Stored data
....
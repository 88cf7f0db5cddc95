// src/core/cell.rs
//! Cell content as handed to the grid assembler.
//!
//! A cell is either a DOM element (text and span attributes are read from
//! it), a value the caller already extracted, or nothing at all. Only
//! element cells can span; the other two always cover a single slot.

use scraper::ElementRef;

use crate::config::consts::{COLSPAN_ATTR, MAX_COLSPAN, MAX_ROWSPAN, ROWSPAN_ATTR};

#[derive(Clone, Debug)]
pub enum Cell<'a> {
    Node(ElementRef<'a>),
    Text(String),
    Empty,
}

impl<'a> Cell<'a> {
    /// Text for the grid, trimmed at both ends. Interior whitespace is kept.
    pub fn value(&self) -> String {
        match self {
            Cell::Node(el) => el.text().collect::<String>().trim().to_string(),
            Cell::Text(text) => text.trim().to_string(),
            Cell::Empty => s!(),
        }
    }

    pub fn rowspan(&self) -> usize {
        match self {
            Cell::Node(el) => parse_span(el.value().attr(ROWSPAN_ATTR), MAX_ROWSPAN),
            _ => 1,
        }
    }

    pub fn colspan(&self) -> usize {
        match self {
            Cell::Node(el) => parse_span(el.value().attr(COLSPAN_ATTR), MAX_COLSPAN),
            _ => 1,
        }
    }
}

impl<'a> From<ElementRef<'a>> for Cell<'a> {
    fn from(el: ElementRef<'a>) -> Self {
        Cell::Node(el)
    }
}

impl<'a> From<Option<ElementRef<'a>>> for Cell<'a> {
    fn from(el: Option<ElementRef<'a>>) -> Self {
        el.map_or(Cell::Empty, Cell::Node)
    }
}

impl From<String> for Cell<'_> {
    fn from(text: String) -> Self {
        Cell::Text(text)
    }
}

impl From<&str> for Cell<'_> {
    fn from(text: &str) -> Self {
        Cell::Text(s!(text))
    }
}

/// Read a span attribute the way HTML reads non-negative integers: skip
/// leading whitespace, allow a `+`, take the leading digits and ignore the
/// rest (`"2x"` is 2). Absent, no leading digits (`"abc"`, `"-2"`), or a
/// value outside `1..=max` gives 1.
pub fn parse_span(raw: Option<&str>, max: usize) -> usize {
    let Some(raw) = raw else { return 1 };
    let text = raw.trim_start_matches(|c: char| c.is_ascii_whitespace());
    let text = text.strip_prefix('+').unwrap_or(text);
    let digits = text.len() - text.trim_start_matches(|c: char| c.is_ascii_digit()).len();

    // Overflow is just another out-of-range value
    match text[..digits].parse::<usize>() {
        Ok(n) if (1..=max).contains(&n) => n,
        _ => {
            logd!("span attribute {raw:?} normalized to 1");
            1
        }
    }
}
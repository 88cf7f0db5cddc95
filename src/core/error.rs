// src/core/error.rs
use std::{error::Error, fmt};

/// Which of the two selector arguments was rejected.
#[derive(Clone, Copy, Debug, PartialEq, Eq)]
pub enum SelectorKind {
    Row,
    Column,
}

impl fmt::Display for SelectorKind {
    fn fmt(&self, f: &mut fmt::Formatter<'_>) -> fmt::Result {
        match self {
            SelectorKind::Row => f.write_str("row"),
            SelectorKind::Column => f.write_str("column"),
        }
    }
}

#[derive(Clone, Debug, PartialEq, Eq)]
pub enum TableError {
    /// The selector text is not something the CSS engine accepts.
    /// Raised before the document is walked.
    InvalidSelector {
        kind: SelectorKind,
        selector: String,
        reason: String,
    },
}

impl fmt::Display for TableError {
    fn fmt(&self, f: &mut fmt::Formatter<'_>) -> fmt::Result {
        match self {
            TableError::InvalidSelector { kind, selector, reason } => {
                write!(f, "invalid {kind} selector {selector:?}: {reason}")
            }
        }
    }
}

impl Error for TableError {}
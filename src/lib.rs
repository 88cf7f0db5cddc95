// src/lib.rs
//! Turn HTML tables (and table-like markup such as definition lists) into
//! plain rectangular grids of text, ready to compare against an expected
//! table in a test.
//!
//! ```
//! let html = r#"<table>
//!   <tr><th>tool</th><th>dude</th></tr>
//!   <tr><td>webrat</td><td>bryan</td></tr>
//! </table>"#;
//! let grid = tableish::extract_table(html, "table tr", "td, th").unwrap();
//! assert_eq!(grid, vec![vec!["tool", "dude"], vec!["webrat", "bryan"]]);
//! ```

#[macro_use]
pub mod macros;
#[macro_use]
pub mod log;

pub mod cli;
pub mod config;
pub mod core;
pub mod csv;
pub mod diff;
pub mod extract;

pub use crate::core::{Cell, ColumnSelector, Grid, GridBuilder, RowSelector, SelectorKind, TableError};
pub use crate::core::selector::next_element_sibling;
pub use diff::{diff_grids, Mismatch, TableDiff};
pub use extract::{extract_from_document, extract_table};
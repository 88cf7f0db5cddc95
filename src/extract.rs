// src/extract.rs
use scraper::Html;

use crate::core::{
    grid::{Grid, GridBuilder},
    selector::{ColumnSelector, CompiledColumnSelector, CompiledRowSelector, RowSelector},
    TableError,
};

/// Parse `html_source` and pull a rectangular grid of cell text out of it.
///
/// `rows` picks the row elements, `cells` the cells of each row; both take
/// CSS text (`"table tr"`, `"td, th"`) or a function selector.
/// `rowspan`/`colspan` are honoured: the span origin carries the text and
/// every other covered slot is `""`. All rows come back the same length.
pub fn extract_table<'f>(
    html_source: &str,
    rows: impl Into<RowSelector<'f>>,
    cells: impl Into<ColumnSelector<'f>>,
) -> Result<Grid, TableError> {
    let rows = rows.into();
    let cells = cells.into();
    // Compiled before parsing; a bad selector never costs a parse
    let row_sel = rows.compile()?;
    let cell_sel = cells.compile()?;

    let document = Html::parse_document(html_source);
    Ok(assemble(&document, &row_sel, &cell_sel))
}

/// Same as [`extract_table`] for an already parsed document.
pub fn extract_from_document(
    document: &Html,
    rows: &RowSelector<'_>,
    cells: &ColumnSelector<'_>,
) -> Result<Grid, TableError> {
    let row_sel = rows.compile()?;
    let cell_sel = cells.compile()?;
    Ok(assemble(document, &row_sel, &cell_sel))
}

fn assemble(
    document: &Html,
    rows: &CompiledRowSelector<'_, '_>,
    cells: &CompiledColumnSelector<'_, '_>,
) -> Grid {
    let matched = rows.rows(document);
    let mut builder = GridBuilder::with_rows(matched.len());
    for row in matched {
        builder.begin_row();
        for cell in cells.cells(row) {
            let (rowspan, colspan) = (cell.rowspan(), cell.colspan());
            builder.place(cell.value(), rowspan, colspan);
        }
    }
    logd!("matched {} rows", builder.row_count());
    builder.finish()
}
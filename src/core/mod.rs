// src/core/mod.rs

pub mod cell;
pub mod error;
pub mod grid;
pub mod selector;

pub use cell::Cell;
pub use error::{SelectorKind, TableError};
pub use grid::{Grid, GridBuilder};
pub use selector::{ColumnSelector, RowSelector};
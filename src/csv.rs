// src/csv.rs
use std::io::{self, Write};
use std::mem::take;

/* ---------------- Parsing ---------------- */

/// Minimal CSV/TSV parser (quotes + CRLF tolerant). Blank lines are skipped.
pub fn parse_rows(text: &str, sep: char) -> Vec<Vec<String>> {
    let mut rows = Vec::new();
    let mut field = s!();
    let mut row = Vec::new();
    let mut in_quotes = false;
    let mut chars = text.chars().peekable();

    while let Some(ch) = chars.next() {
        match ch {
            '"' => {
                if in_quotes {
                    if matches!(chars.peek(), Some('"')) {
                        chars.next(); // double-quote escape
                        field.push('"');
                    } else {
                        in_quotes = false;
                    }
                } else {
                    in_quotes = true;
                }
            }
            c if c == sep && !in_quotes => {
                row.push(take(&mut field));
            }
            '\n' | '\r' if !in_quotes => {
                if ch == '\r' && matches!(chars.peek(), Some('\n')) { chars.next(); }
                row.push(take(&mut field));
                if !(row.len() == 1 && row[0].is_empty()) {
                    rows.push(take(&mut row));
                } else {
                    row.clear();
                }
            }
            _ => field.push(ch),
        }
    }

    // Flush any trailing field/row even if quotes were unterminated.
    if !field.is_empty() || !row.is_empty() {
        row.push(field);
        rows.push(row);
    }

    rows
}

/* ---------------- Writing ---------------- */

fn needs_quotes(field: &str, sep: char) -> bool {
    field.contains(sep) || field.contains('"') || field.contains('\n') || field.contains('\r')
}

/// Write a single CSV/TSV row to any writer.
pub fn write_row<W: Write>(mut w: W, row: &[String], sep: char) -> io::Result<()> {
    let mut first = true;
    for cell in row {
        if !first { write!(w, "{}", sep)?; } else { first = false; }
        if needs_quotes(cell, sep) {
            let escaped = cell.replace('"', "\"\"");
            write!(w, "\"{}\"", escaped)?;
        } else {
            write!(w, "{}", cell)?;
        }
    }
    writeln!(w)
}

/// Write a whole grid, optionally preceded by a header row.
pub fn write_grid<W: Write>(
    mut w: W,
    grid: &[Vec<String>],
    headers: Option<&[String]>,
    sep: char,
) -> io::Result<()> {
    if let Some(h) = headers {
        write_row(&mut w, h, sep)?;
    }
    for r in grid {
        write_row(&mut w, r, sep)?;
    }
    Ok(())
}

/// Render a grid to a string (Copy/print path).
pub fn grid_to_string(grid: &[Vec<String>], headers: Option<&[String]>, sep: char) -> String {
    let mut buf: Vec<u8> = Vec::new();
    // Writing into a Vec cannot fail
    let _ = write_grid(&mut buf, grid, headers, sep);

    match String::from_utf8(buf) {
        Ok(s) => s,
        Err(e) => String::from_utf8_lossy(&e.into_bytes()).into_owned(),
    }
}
....
* [What to do]:
Take the records above and return, word for word, only the lines that fall from the line with "Parsing ---------------- */" to the line with "for cell in row", both of them included.

* [Task answer]:
/* ---------------- Parsing ---------------- */

/// Minimal CSV/TSV parser (quotes + CRLF tolerant). Blank lines are skipped.
pub fn parse_rows(text: &str, sep: char) -> Vec<Vec<String>> {
    let mut rows = Vec::new();
    let mut field = s!();
    let mut row = Vec::new();
    let mut in_quotes = false;
    let mut chars = text.chars().peekable();

    while let Some(ch) = chars.next() {
        match ch {
            '"' => {
                if in_quotes {
                    if matches!(chars.peek(), Some('"')) {
                        chars.next(); // double-quote escape
                        field.push('"');
                    } else {
                        in_quotes = false;
                    }
                } else {
                    in_quotes = true;
                }
            }
            c if c == sep && !in_quotes => {
                row.push(take(&mut field));
            }
            '\n' | '\r' if !in_quotes => {
                if ch == '\r' && matches!(chars.peek(), Some('\n')) { chars.next(); }
                row.push(take(&mut field));
                if !(row.len() == 1 && row[0].is_empty()) {
                    rows.push(take(&mut row));
                } else {
                    row.clear();
                }
            }
            _ => field.push(ch),
        }
    }

    // Flush any trailing field/row even if quotes were unterminated.
    if !field.is_empty() || !row.is_empty() {
        row.push(field);
        rows.push(row);
    }

    rows
}

/* ---------------- Writing ---------------- */

fn needs_quotes(field: &str, sep: char) -> bool {
    field.contains(sep) || field.contains('"') || field.contains('\n') || field.contains('\r')
}

/// Write a single CSV/TSV row to any writer.
pub fn write_row<W: Write>(mut w: W, row: &[String], sep: char) -> io::Result<()> {
    let mut first = true;
    for cell in row {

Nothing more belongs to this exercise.